- [LISTED ENTRIES]
impl SquareMatrixSampler {
    /// Draws one matrix.
    ///
    /// # Example
    /// ```
    /// use mathgrader::sampling::array::{Determinant, SquareMatrixSampler, Symmetry};
    /// use rand::{SeedableRng, rngs::StdRng};
    ///
    /// let sampler = SquareMatrixSampler { dimension: 3,
    ///                                     symmetry: Symmetry::Symmetric,
    ///                                     determinant: Some(Determinant::Zero),
    ///                                     ..SquareMatrixSampler::default() };
    /// let mut rng = StdRng::seed_from_u64(3);
    /// let sample = sampler.sample("A", &mut rng).unwrap();
    /// let matrix = sample.as_array().unwrap();
    /// assert!(matrix.determinant().abs() < 1e-9);
    /// ```
    pub fn sample<R: Rng + ?Sized>(&self, name: &str, rng: &mut R) -> ConfigResult<Value> {
        let array = retry_loop(name, || self.draw(rng))?;
        Ok(Value::Array(array))
    }

    fn is_complex(&self) -> bool {
        self.complex || matches!(self.symmetry, Symmetry::Hermitian | Symmetry::Antihermitian)
    }

    fn draw<R: Rng + ?Sized>(&self, rng: &mut R) -> Result<MathArray, Retry> {
        let n = self.dimension;
        let mut matrix = match self.determinant {
            Some(Determinant::Zero) => self.singular(rng)?,
            _ => self.structured(rng)?,
        };

        if self.traceless && self.determinant != Some(Determinant::Zero) {
            let shift = matrix.trace() / Scalar::Real(usize_to_f64(n));
            let identity = MathArray::identity(n).map(|x| x * shift);
            matrix = matrix.zip_map(&identity, |a, b| a - b);
        }

        if self.determinant == Some(Determinant::One) {
            return self.unit_determinant(&matrix);
        }

        if matrix.norm() < DEGENERATE_NORM {
            return Err(Retry);
        }
        Ok(matrix.with_norm(self.norm.sample(rng)))
    }

    /// A random matrix with the requested symmetry.
    fn structured<R: Rng + ?Sized>(&self, rng: &mut R) -> Result<MathArray, Retry> {
        let n = self.dimension;
        let complex = self.is_complex();
        let base = MathArray::new(vec![n, n], random_array(rng, &[n, n], complex)).ok_or(Retry)?;
        let half = Scalar::Real(0.5);

        let matrix = match self.symmetry {
            Symmetry::None => base,
            Symmetry::Diagonal => {
                let identity = MathArray::identity(n);
                base.zip_map(&identity, |a, b| a * b)
            },
            Symmetry::Symmetric => base.zip_map(&base.transpose(), |a, b| (a + b) * half),
            Symmetry::Antisymmetric => base.zip_map(&base.transpose(), |a, b| (a - b) * half),
            Symmetry::Hermitian => base.zip_map(&base.conj_transpose(), |a, b| (a + b) * half),
            Symmetry::Antihermitian => {
                base.zip_map(&base.conj_transpose(), |a, b| (a - b) * half)
            },
        };
        Ok(matrix)
    }

    /// A random singular matrix with the requested symmetry.
    ///
    /// Validation has already rejected the combinations handled by
    /// returning [`Retry`] here.
    fn singular<R: Rng + ?Sized>(&self, rng: &mut R) -> Result<MathArray, Retry> {
        let n = self.dimension;
        let complex = self.is_complex();

        match self.symmetry {
            Symmetry::None => {
                // Last row is a random combination of the others.
                let mut data = random_array(rng, &[n, n], complex);
                let weights = random_array(rng, &[n - 1], complex);
                for col in 0..n {
                    let combined = (0..n - 1).fold(Scalar::ZERO, |acc, row| {
                                                 acc + weights[row] * data[row * n + col]
                                             });
                    data[(n - 1) * n + col] = combined;
                }
                MathArray::new(vec![n, n], data).ok_or(Retry)
            },
            Symmetry::Diagonal => {
                let mut diagonal = random_array(rng, &[n], complex);
                let zero_at = rng.random_range(0..n);
                diagonal[zero_at] = Scalar::ZERO;
                if self.traceless {
                    let fix = (0..n).find(|&k| k != zero_at).ok_or(Retry)?;
                    diagonal[fix] = Scalar::ZERO;
                    let rest = diagonal.iter().fold(Scalar::ZERO, |acc, d| acc + *d);
                    diagonal[fix] = -rest;
                }
                let mut data = vec![Scalar::ZERO; n * n];
                for (k, d) in diagonal.into_iter().enumerate() {
                    data[k * n + k] = d;
                }
                MathArray::new(vec![n, n], data).ok_or(Retry)
            },
            Symmetry::Symmetric | Symmetry::Hermitian => {
                // A sum of n - 1 rank-one terms has rank at most n - 1.
                let mut data = vec![Scalar::ZERO; n * n];
                for _ in 0..n - 1 {
                    let v = random_array(rng, &[n], complex);
                    let sign = if rng.random::<bool>() { Scalar::ONE } else { -Scalar::ONE };
                    for row in 0..n {
                        for col in 0..n {
                            let outer = if self.symmetry == Symmetry::Hermitian {
                                v[row] * v[col].conj()
                            } else {
                                v[row] * v[col]
                            };
                            data[row * n + col] = data[row * n + col] + sign * outer;
                        }
                    }
                }
                MathArray::new(vec![n, n], data).ok_or(Retry)
            },
            Symmetry::Antisymmetric | Symmetry::Antihermitian => self.structured(rng),
        }
    }

    /// Rescales `matrix` to have determinant one.
    fn unit_determinant(&self, matrix: &MathArray) -> Result<MathArray, Retry> {
        let n = self.dimension;
        let det = matrix.determinant();
        if det.abs() < DEGENERATE_NORM {
            return Err(Retry);
        }
        let exponent = -1.0 / usize_to_f64(n);

        // A hermitian determinant is real up to rounding.
        let real_det = if self.symmetry == Symmetry::Hermitian {
            Some(det.re())
        } else {
            det.as_real()
        };

        let factor = match real_det {
            Some(d) if d > 0.0 => Scalar::Real(d.powf(exponent)),
            Some(d) if n % 2 == 1 => Scalar::Real(-((-d).powf(exponent))),
            Some(_) => return Err(Retry),
            None => Scalar::Complex(det.to_complex().powf(exponent)),
        };
        Ok(matrix.map(|x| x * factor))
    }

    /// Rejects combinations that cannot be sampled.
    pub fn validate(&self, name: &str) -> ConfigResult<()> {
        if self.dimension == 0 {
            return Err(ConfigError::sampling_set(name, "dimension must be positive"));
        }
        self.norm.validate(name)?;

        let n = self.dimension;
        let unsupported = match (self.symmetry, self.determinant) {
            (Symmetry::None | Symmetry::Symmetric | Symmetry::Hermitian,
             Some(Determinant::Zero)) if self.traceless => {
                Some("traceless singular matrices are only supported for diagonal symmetry")
            },
            (_, Some(Determinant::Zero)) if n < 2 => {
                Some("a singular 1x1 matrix is always zero")
            },
            (Symmetry::Diagonal, Some(Determinant::Zero)) if self.traceless && n < 3 => {
                Some("traceless singular diagonal matrices need dimension at least 3")
            },
            (Symmetry::Antisymmetric, Some(Determinant::Zero)) if n % 2 == 0 => {
                Some("singular antisymmetric matrices are only supported in odd dimensions")
            },
            (Symmetry::Antihermitian, Some(Determinant::Zero)) => {
                Some("singular antihermitian matrices are not supported")
            },
            (Symmetry::Antisymmetric | Symmetry::Antihermitian, Some(Determinant::One)) => {
                Some("unit determinant is not supported for antisymmetric or antihermitian \
                      matrices")
            },
            (_, Some(Determinant::One)) if self.traceless && n < 2 => {
                Some("a traceless 1x1 matrix is always zero")
            },
            _ => None,
        };

        match unsupported {
            Some(message) => Err(ConfigError::sampling_set(name, message)),
            None => Ok(()),
        }
    }
}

- [TASK GOAL]
All lines in the material are to be returned exactly.

- [WRITTEN RESPONSE]
impl SquareMatrixSampler {
    /// Draws one matrix.
    ///
    /// # Example
    /// ```
    /// use mathgrader::sampling::array::{Determinant, SquareMatrixSampler, Symmetry};
    /// use rand::{SeedableRng, rngs::StdRng};
    ///
    /// let sampler = SquareMatrixSampler { dimension: 3,
    ///                                     symmetry: Symmetry::Symmetric,
    ///                                     determinant: Some(Determinant::Zero),
    ///                                     ..SquareMatrixSampler::default() };
    /// let mut rng = StdRng::seed_from_u64(3);
    /// let sample = sampler.sample("A", &mut rng).unwrap();
    /// let matrix = sample.as_array().unwrap();
    /// assert!(matrix.determinant().abs() < 1e-9);
    /// ```
    pub fn sample<R: Rng + ?Sized>(&self, name: &str, rng: &mut R) -> ConfigResult<Value> {
        let array = retry_loop(name, || self.draw(rng))?;
        Ok(Value::Array(array))
    }

    fn is_complex(&self) -> bool {
        self.complex || matches!(self.symmetry, Symmetry::Hermitian | Symmetry::Antihermitian)
    }

    fn draw<R: Rng + ?Sized>(&self, rng: &mut R) -> Result<MathArray, Retry> {
        let n = self.dimension;
        let mut matrix = match self.determinant {
            Some(Determinant::Zero) => self.singular(rng)?,
            _ => self.structured(rng)?,
        };

        if self.traceless && self.determinant != Some(Determinant::Zero) {
            let shift = matrix.trace() / Scalar::Real(usize_to_f64(n));
            let identity = MathArray::identity(n).map(|x| x * shift);
            matrix = matrix.zip_map(&identity, |a, b| a - b);
        }

        if self.determinant == Some(Determinant::One) {
            return self.unit_determinant(&matrix);
        }

        if matrix.norm() < DEGENERATE_NORM {
            return Err(Retry);
        }
        Ok(matrix.with_norm(self.norm.sample(rng)))
    }

    /// A random matrix with the requested symmetry.
    fn structured<R: Rng + ?Sized>(&self, rng: &mut R) -> Result<MathArray, Retry> {
        let n = self.dimension;
        let complex = self.is_complex();
        let base = MathArray::new(vec![n, n], random_array(rng, &[n, n], complex)).ok_or(Retry)?;
        let half = Scalar::Real(0.5);

        let matrix = match self.symmetry {
            Symmetry::None => base,
            Symmetry::Diagonal => {
                let identity = MathArray::identity(n);
                base.zip_map(&identity, |a, b| a * b)
            },
            Symmetry::Symmetric => base.zip_map(&base.transpose(), |a, b| (a + b) * half),
            Symmetry::Antisymmetric => base.zip_map(&base.transpose(), |a, b| (a - b) * half),
            Symmetry::Hermitian => base.zip_map(&base.conj_transpose(), |a, b| (a + b) * half),
            Symmetry::Antihermitian => {
                base.zip_map(&base.conj_transpose(), |a, b| (a - b) * half)
            },
        };
        Ok(matrix)
    }

    /// A random singular matrix with the requested symmetry.
    ///
    /// Validation has already rejected the combinations handled by
    /// returning [`Retry`] here.
    fn singular<R: Rng + ?Sized>(&self, rng: &mut R) -> Result<MathArray, Retry> {
        let n = self.dimension;
        let complex = self.is_complex();

        match self.symmetry {
            Symmetry::None => {
                // Last row is a random combination of the others.
                let mut data = random_array(rng, &[n, n], complex);
                let weights = random_array(rng, &[n - 1], complex);
                for col in 0..n {
                    let combined = (0..n - 1).fold(Scalar::ZERO, |acc, row| {
                                                 acc + weights[row] * data[row * n + col]
                                             });
                    data[(n - 1) * n + col] = combined;
                }
                MathArray::new(vec![n, n], data).ok_or(Retry)
            },
            Symmetry::Diagonal => {
                let mut diagonal = random_array(rng, &[n], complex);
                let zero_at = rng.random_range(0..n);
                diagonal[zero_at] = Scalar::ZERO;
                if self.traceless {
                    let fix = (0..n).find(|&k| k != zero_at).ok_or(Retry)?;
                    diagonal[fix] = Scalar::ZERO;
                    let rest = diagonal.iter().fold(Scalar::ZERO, |acc, d| acc + *d);
                    diagonal[fix] = -rest;
                }
                let mut data = vec![Scalar::ZERO; n * n];
                for (k, d) in diagonal.into_iter().enumerate() {
                    data[k * n + k] = d;
                }
                MathArray::new(vec![n, n], data).ok_or(Retry)
            },
            Symmetry::Symmetric | Symmetry::Hermitian => {
                // A sum of n - 1 rank-one terms has rank at most n - 1.
                let mut data = vec![Scalar::ZERO; n * n];
                for _ in 0..n - 1 {
                    let v = random_array(rng, &[n], complex);
                    let sign = if rng.random::<bool>() { Scalar::ONE } else { -Scalar::ONE };
                    for row in 0..n {
                        for col in 0..n {
                            let outer = if self.symmetry == Symmetry::Hermitian {
                                v[row] * v[col].conj()
                            } else {
                                v[row] * v[col]
                            };
                            data[row * n + col] = data[row * n + col] + sign * outer;
                        }
                    }
                }
                MathArray::new(vec![n, n], data).ok_or(Retry)
            },
            Symmetry::Antisymmetric | Symmetry::Antihermitian => self.structured(rng),
        }
    }

    /// Rescales `matrix` to have determinant one.
    fn unit_determinant(&self, matrix: &MathArray) -> Result<MathArray, Retry> {
        let n = self.dimension;
        let det = matrix.determinant();
        if det.abs() < DEGENERATE_NORM {
            return Err(Retry);
        }
        let exponent = -1.0 / usize_to_f64(n);

        // A hermitian determinant is real up to rounding.
        let real_det = if self.symmetry == Symmetry::Hermitian {
            Some(det.re())
        } else {
            det.as_real()
        };

        let factor = match real_det {
            Some(d) if d > 0.0 => Scalar::Real(d.powf(exponent)),
            Some(d) if n % 2 == 1 => Scalar::Real(-((-d).powf(exponent))),
            Some(_) => return Err(Retry),
            None => Scalar::Complex(det.to_complex().powf(exponent)),
        };
        Ok(matrix.map(|x| x * factor))
    }

    /// Rejects combinations that cannot be sampled.
    pub fn validate(&self, name: &str) -> ConfigResult<()> {
        if self.dimension == 0 {
            return Err(ConfigError::sampling_set(name, "dimension must be positive"));
        }
        self.norm.validate(name)?;

        let n = self.dimension;
        let unsupported = match (self.symmetry, self.determinant) {
            (Symmetry::None | Symmetry::Symmetric | Symmetry::Hermitian,
             Some(Determinant::Zero)) if self.traceless => {
                Some("traceless singular matrices are only supported for diagonal symmetry")
            },
            (_, Some(Determinant::Zero)) if n < 2 => {
                Some("a singular 1x1 matrix is always zero")
            },
            (Symmetry::Diagonal, Some(Determinant::Zero)) if self.traceless && n < 3 => {
                Some("traceless singular diagonal matrices need dimension at least 3")
            },
            (Symmetry::Antisymmetric, Some(Determinant::Zero)) if n % 2 == 0 => {
                Some("singular antisymmetric matrices are only supported in odd dimensions")
            },
            (Symmetry::Antihermitian, Some(Determinant::Zero)) => {
                Some("singular antihermitian matrices are not supported")
            },
            (Symmetry::Antisymmetric | Symmetry::Antihermitian, Some(Determinant::One)) => {
                Some("unit determinant is not supported for antisymmetric or antihermitian \
                      matrices")
            },
            (_, Some(Determinant::One)) if self.traceless && n < 2 => {
                Some("a traceless 1x1 matrix is always zero")
            },
            _ => None,
        };

        match unsupported {
            Some(message) => Err(ConfigError::sampling_set(name, message)),
            None => Ok(()),
        }
    }
}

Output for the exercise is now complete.